Navy Just Nuked the Constellation Frigate Program — Was It a Design Disaster or Bureaucratic Suicide?
La Marine vient de saborder le programme de frégates Constellation — Était-ce un désastre de conception ou un suicide bureaucratique ?

Or, le nouveau navire est trop lourd, pourrait être plus lent, et ne ressemble plus du tout à l’original. Pendant ce temps, Fincantieri — le chantier naval italien — a investi 800 millions de dollars dans des chantiers américains et a créé des milliers d’emplois. Annuler quatre navires brutalement ressemble moins à une réforme qu’à une gifle pour un partenaire de confiance. Ce n’est pas seulement un échec d’achat — c’est un virage politique brutal.
Nous construisions ces deux navires avec fierté. Ici, les gens ont consacré des années à ce projet. Annuler le reste ? D’accord, mais ne faites pas semblant que c’est pour ‘corriger la bureaucratie’ — c’est pour déplacer la faute. Pendant ce temps, notre avenir tient à un fil.
Soyons honnêtes — la Marine répète sans cesse la même erreur : croire qu’elle peut améliorer un design étranger éprouvé avec des ‘spécifications américaines’, puis faire semblant d’être choquée quand ça explose. Combien de fois cela doit-il arriver avant qu’ils apprennent ?

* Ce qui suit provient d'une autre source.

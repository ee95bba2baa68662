//! HTTP adapter for the game API (reqwest)

use std::time::Duration;

use async_trait::async_trait;
use reqwest::{Client, Response};
use serde_json::Value;

use gamevault_shared::ErrorResponse;

use crate::ports::outbound::{ApiError, RawApiPort};

/// Default request timeout in milliseconds
pub const DEFAULT_REQUEST_TIMEOUT_MS: u64 = 30_000;

/// `RawApiPort` implementation over a shared reqwest client
#[derive(Clone)]
pub struct ApiAdapter {
    client: Client,
}

impl Default for ApiAdapter {
    fn default() -> Self {
        Self::new()
    }
}

impl ApiAdapter {
    pub fn new() -> Self {
        Self::with_timeout(Duration::from_millis(DEFAULT_REQUEST_TIMEOUT_MS))
    }

    pub fn with_timeout(timeout: Duration) -> Self {
        let client = Client::builder()
            .timeout(timeout)
            .build()
            .unwrap_or_else(|_| Client::new());

        Self { client }
    }
}

/// Decode a response: JSON body on success, `HttpError` otherwise
///
/// Error bodies are parsed leniently; a body that is not `{"error": ...}`
/// simply yields no message.
async fn read_json(response: Response) -> Result<Value, ApiError> {
    let status = response.status();

    if status.is_success() {
        return response
            .json::<Value>()
            .await
            .map_err(|e| ApiError::ParseError(e.to_string()));
    }

    let body = response.text().await.unwrap_or_default();
    let message = serde_json::from_str::<ErrorResponse>(&body)
        .ok()
        .and_then(|parsed| parsed.error);

    tracing::debug!(status = status.as_u16(), ?message, "Game API returned an error status");

    Err(ApiError::HttpError {
        status: status.as_u16(),
        message,
    })
}

#[async_trait]
impl RawApiPort for ApiAdapter {
    async fn get_json_authorized(
        &self,
        url: &str,
        bearer_token: &str,
    ) -> Result<Value, ApiError> {
        let response = self
            .client
            .get(url)
            .bearer_auth(bearer_token)
            .send()
            .await
            .map_err(|e| ApiError::RequestFailed(e.to_string()))?;

        read_json(response).await
    }

    async fn post_json(&self, url: &str, body: &Value) -> Result<Value, ApiError> {
        let response = self
            .client
            .post(url)
            .json(body)
            .send()
            .await
            .map_err(|e| ApiError::RequestFailed(e.to_string()))?;

        read_json(response).await
    }
}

En réalité, annuler des programmes imparfaits est un acte de courage, pas un échec. La Marine a passé cinq ans à 70 % d’achèvement — ce n’est pas de l’ingénierie, c’est de l’automutilation. Si on continue à jeter de l’argent dans des systèmes défaillants, on obtient une flotte plus faible.
Le courage ne nourrit pas mes enfants. Nous avons des compétences, oui, mais la construction navale demande de la continuité. Un jour, nous sommes l’avenir, le lendemain, nous sommes des dommages collatéraux.
Les frégates FREMM italiennes fonctionnent parfaitement. Les États-Unis voulaient la marque mais pas le plan. On ne peut pas acheter le succès et redessiner le moteur en plein vol.
Nous avons investi 800 millions de dollars et embauché 3 750 personnes dans nos chantiers. La Marine parle de ‘continuité des effectifs’ — très bien, mais les mots ne paieront pas nos hypothèques. Où est le vrai plan ?
Le vrai plan, c’est d’éviter un coût irrécupérable de 6 milliards de dollars. Vous confondez douleur à court terme et stratégie à long terme. C’est ainsi qu’on évite l’effondrement total.
Ah oui, le classique du geste américain : emprunter un système fonctionnel à des alliés, passer une décennie à le ‘moderniser’ jusqu’à en faire un presse-papiers, puis l’annuler et accuser le fournisseur. 10 sur 10 pour la constance.